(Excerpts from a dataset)
((

//! Modification descriptors.
//!
//! One descriptor is built per caller-level operation and shared (`Rc`) by
//! every event that operation produces. Descriptors compare by identity:
//! two structurally equal requests made by two calls never coalesce.

use std::cell::Cell;
use std::rc::Rc;

#[derive(Debug, Clone, Copy, PartialEq, Eq, Hash)]
pub enum ModificationKind {
    Insert,
    Remove,
    RemoveAt,
    ReplaceAt,
    Clear,
    InsertAll,
    RemoveAll,
    RetainAll,
    PutAll,
    PutOne,
    EntrySetValue,
    IteratorRemove,
    IteratorReplace,
    SuspendForKeyMutation,
    ResumeForKeyMutation,
}

/// Lifecycle of one in-flight modification.
///
/// `Proposed -> Committed -> Notified`, or `Proposed -> Aborted` when a
/// `modifying` listener rejects.
#[derive(Debug, Clone, Copy, PartialEq, Eq)]
pub enum ModificationState {
    Proposed,
    Committed,
    Notified,
    Aborted,
}

/// Operands of a modification, in the coordinates of the view it was
/// issued through.
#[derive(Debug, Clone, PartialEq)]
pub enum Operands<K, V> {
    None,
    Index(usize),
    Element(K),
    IndexedElement { index: usize, element: K },
    Elements(Vec<K>),
    IndexedElements { index: usize, elements: Vec<K> },
    Entry { key: K, value: V },
    Entries(Vec<(K, V)>),
    Value(V),
    Values(Vec<V>),
}

#[derive(Debug)]
pub struct Modification<K, V> {
    kind: ModificationKind,
    operands: Operands<K, V>,
    state: Cell<ModificationState>,
}

impl<K, V> Modification<K, V> {
    pub(crate) fn new(kind: ModificationKind, operands: Operands<K, V>) -> Rc<Self> {
        Rc::new(Self {
            kind,
            operands,
            state: Cell::new(ModificationState::Proposed),
        })
    }

    pub fn kind(&self) -> ModificationKind {
        self.kind
    }

    pub fn operands(&self) -> &Operands<K, V> {
        &self.operands
    }

    pub fn state(&self) -> ModificationState {
        self.state.get()
    }

    pub(crate) fn transition(&self, next: ModificationState) {
        self.state.set(next);
    }

    /// Identity comparison; the only equality descriptors have.
    pub fn same(a: &Rc<Self>, b: &Rc<Self>) -> bool {
        Rc::ptr_eq(a, b)
    }
}

#[cfg(test)]
mod tests {
    use super::*;

    #[test]
    fn equal_operands_are_still_distinct_modifications() {
        let a = Modification::<i32, ()>::new(ModificationKind::Insert, Operands::Element(1));
        let b = Modification::<i32, ()>::new(ModificationKind::Insert, Operands::Element(1));
        assert_eq!(a.operands(), b.operands());
        assert!(!Modification::same(&a, &b));
        assert!(Modification::same(&a, &Rc::clone(&a)));
    }

    #[test]
    fn starts_proposed() {
        let m = Modification::<i32, ()>::new(ModificationKind::Clear, Operands::None);
        assert_eq!(m.state(), ModificationState::Proposed);
        m.transition(ModificationState::Aborted);
        assert_eq!(m.state(), ModificationState::Aborted);
    }
}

))

• Exercise instructions: Count how many lines of the records hold the string "ModificationKind"; the answer is that number alone.

• Solved exercise: 7